**WORK TO COMPLETE**: Copy the records below in full, changing no character.

**INPUT**:
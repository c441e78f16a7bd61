//! Resource/limits contract, spec §4.B (allocation failure) and §5
//! ("Cancellation/timeouts": the periodic signal check).
//!
//! Grounded on the teacher's `ResourceTracker` trait and `NoLimitTracker` /
//! `LimitedTracker` pair (`resource.rs`). `check_call_depth` replaces the
//! source's `Guess_If_Stack_Grows_Up` (spec §9 Open Question) with an
//! explicit counter.

use std::fmt;

/// Error raised when a resource limit is exceeded.
#[derive(Debug, Clone)]
pub enum ResourceError {
    Allocation { limit: usize, count: usize },
    CallDepth { limit: usize, depth: usize },
    Signal,
}

impl fmt::Display for ResourceError {
    fn fmt(&self, f: &mut fmt::Formatter<'_>) -> fmt::Result {
        match self {
            Self::Allocation { limit, count } => write!(f, "allocation limit exceeded: {count} > {limit}"),
            Self::CallDepth { limit, depth } => write!(f, "call depth limit exceeded: {depth} > {limit}"),
            Self::Signal => write!(f, "HALT"),
        }
    }
}

impl std::error::Error for ResourceError {}

/// Configurable limits for an embedding that must bound an untrusted script,
/// spec §5.
#[derive(Debug, Clone, Copy, Default)]
pub struct ResourceLimits {
    pub max_allocations: Option<usize>,
    pub max_call_depth: Option<usize>,
    /// Number of evaluator steps between periodic signal checks, spec
    /// §4.H.1 ("if tick-counter decrement hits 0: run periodic signal
    /// handling").
    pub signal_every_n_steps: Option<u32>,
}

/// Default recursion depth, matching the teacher's conservative default.
pub const DEFAULT_MAX_CALL_DEPTH: usize = 1000;

/// Contract every heap/evaluator is generic over, spec §4.B/§5.
pub trait ResourceTracker: fmt::Debug {
    fn charge_allocation(&mut self, estimated_len: usize) -> Result<(), ResourceError>;
    fn release_allocation(&mut self);
    fn check_call_depth(&self, current_depth: usize) -> Result<(), ResourceError>;
    /// The periodic "signal" check, spec §4.H.1/§5. Returning `Err` raises a
    /// HALT that unwinds via the normal fail mechanism (uncatchable, spec
    /// §7).
    fn check_signal(&mut self) -> Result<(), ResourceError>;
}

/// Unrestricted tracker: the REPL default. Still enforces the conservative
/// default call-depth limit so unbounded recursion panics cleanly rather
/// than overflowing the real Rust stack.
#[derive(Debug, Clone, Copy, Default)]
pub struct NoLimitTracker {
    allocations: usize,
}

impl ResourceTracker for NoLimitTracker {
    fn charge_allocation(&mut self, _estimated_len: usize) -> Result<(), ResourceError> {
        self.allocations += 1;
        Ok(())
    }

    fn release_allocation(&mut self) {
        self.allocations = self.allocations.saturating_sub(1);
    }

    fn check_call_depth(&self, current_depth: usize) -> Result<(), ResourceError> {
        if current_depth >= DEFAULT_MAX_CALL_DEPTH {
            Err(ResourceError::CallDepth {
                limit: DEFAULT_MAX_CALL_DEPTH,
                depth: current_depth,
            })
        } else {
            Ok(())
        }
    }

    fn check_signal(&mut self) -> Result<(), ResourceError> {
        Ok(())
    }
}

/// Tracker used for embedding contexts that must bound an untrusted script
/// (spec §5 "Cancellation/timeouts").
#[derive(Debug, Clone, Default)]
pub struct LimitedTracker {
    limits: ResourceLimits,
    allocations: usize,
    halted: bool,
}

impl LimitedTracker {
    #[must_use]
    pub fn new(limits: ResourceLimits) -> Self {
        Self {
            limits,
            allocations: 0,
            halted: false,
        }
    }

    /// Externally requests a halt; the next `check_signal` call surfaces it.
    /// This is the hook an embedder's watchdog thread uses to cancel a
    /// runaway script (spec §5 "no preemptive cancellation" — cancellation is
    /// cooperative via this flag plus the periodic check).
    pub fn request_halt(&mut self) {
        self.halted = true;
    }
}

impl ResourceTracker for LimitedTracker {
    fn charge_allocation(&mut self, _estimated_len: usize) -> Result<(), ResourceError> {
        let limit = self.limits.max_allocations.unwrap_or(usize::MAX);
        if self.allocations >= limit {
            return Err(ResourceError::Allocation {
                limit,
                count: self.allocations,
            });
        }
        self.allocations += 1;
        Ok(())
    }

    fn release_allocation(&mut self) {
        self.allocations = self.allocations.saturating_sub(1);
    }

    fn check_call_depth(&self, current_depth: usize) -> Result<(), ResourceError> {
        let limit = self.limits.max_call_depth.unwrap_or(DEFAULT_MAX_CALL_DEPTH);
        if current_depth >= limit {
            Err(ResourceError::CallDepth { limit, depth: current_depth })
        } else {
            Ok(())
        }
    }

    fn check_signal(&mut self) -> Result<(), ResourceError> {
        if self.halted {
            Err(ResourceError::Signal)
        } else {
            Ok(())
        }
    }
}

**ANSWER SPACE**:
repository c441e78f16a7bd61
//! Resource/limits contract, spec §4.B (allocation failure) and §5
//! ("Cancellation/timeouts": the periodic signal check).
//!
//! Grounded on the teacher's `ResourceTracker` trait and `NoLimitTracker` /
//! `LimitedTracker` pair (`resource.rs`). `check_call_depth` replaces the
//! source's `Guess_If_Stack_Grows_Up` (spec §9 Open Question) with an
//! explicit counter.

use std::fmt;

/// Error raised when a resource limit is exceeded.
#[derive(Debug, Clone)]
pub enum ResourceError {
    Allocation { limit: usize, count: usize },
    CallDepth { limit: usize, depth: usize },
    Signal,
}

impl fmt::Display for ResourceError {
    fn fmt(&self, f: &mut fmt::Formatter<'_>) -> fmt::Result {
        match self {
            Self::Allocation { limit, count } => write!(f, "allocation limit exceeded: {count} > {limit}"),
            Self::CallDepth { limit, depth } => write!(f, "call depth limit exceeded: {depth} > {limit}"),
            Self::Signal => write!(f, "HALT"),
        }
    }
}

impl std::error::Error for ResourceError {}

/// Configurable limits for an embedding that must bound an untrusted script,
/// spec §5.
#[derive(Debug, Clone, Copy, Default)]
pub struct ResourceLimits {
    pub max_allocations: Option<usize>,
    pub max_call_depth: Option<usize>,
    /// Number of evaluator steps between periodic signal checks, spec
    /// §4.H.1 ("if tick-counter decrement hits 0: run periodic signal
    /// handling").
    pub signal_every_n_steps: Option<u32>,
}

/// Default recursion depth, matching the teacher's conservative default.
pub const DEFAULT_MAX_CALL_DEPTH: usize = 1000;

/// Contract every heap/evaluator is generic over, spec §4.B/§5.
pub trait ResourceTracker: fmt::Debug {
    fn charge_allocation(&mut self, estimated_len: usize) -> Result<(), ResourceError>;
    fn release_allocation(&mut self);
    fn check_call_depth(&self, current_depth: usize) -> Result<(), ResourceError>;
    /// The periodic "signal" check, spec §4.H.1/§5. Returning `Err` raises a
    /// HALT that unwinds via the normal fail mechanism (uncatchable, spec
    /// §7).
    fn check_signal(&mut self) -> Result<(), ResourceError>;
}

/// Unrestricted tracker: the REPL default. Still enforces the conservative
/// default call-depth limit so unbounded recursion panics cleanly rather
/// than overflowing the real Rust stack.
#[derive(Debug, Clone, Copy, Default)]
pub struct NoLimitTracker {
    allocations: usize,
}

impl ResourceTracker for NoLimitTracker {
    fn charge_allocation(&mut self, _estimated_len: usize) -> Result<(), ResourceError> {
        self.allocations += 1;
        Ok(())
    }

    fn release_allocation(&mut self) {
        self.allocations = self.allocations.saturating_sub(1);
    }

    fn check_call_depth(&self, current_depth: usize) -> Result<(), ResourceError> {
        if current_depth >= DEFAULT_MAX_CALL_DEPTH {
            Err(ResourceError::CallDepth {
                limit: DEFAULT_MAX_CALL_DEPTH,
                depth: current_depth,
            })
        } else {
            Ok(())
        }
    }

    fn check_signal(&mut self) -> Result<(), ResourceError> {
        Ok(())
    }
}

/// Tracker used for embedding contexts that must bound an untrusted script
/// (spec §5 "Cancellation/timeouts").
#[derive(Debug, Clone, Default)]
pub struct LimitedTracker {
    limits: ResourceLimits,
    allocations: usize,
    halted: bool,
}

impl LimitedTracker {
    #[must_use]
    pub fn new(limits: ResourceLimits) -> Self {
        Self {
            limits,
            allocations: 0,
            halted: false,
        }
    }

    /// Externally requests a halt; the next `check_signal` call surfaces it.
    /// This is the hook an embedder's watchdog thread uses to cancel a
    /// runaway script (spec §5 "no preemptive cancellation" — cancellation is
    /// cooperative via this flag plus the periodic check).
    pub fn request_halt(&mut self) {
        self.halted = true;
    }
}

impl ResourceTracker for LimitedTracker {
    fn charge_allocation(&mut self, _estimated_len: usize) -> Result<(), ResourceError> {
        let limit = self.limits.max_allocations.unwrap_or(usize::MAX);
        if self.allocations >= limit {
            return Err(ResourceError::Allocation {
                limit,
                count: self.allocations,
            });
        }
        self.allocations += 1;
        Ok(())
    }

    fn release_allocation(&mut self) {
        self.allocations = self.allocations.saturating_sub(1);
    }

    fn check_call_depth(&self, current_depth: usize) -> Result<(), ResourceError> {
        let limit = self.limits.max_call_depth.unwrap_or(DEFAULT_MAX_CALL_DEPTH);
        if current_depth >= limit {
            Err(ResourceError::CallDepth { limit, depth: current_depth })
        } else {
            Ok(())
        }
    }

    fn check_signal(&mut self) -> Result<(), ResourceError> {
        if self.halted {
            Err(ResourceError::Signal)
        } else {
            Ok(())
        }
    }
}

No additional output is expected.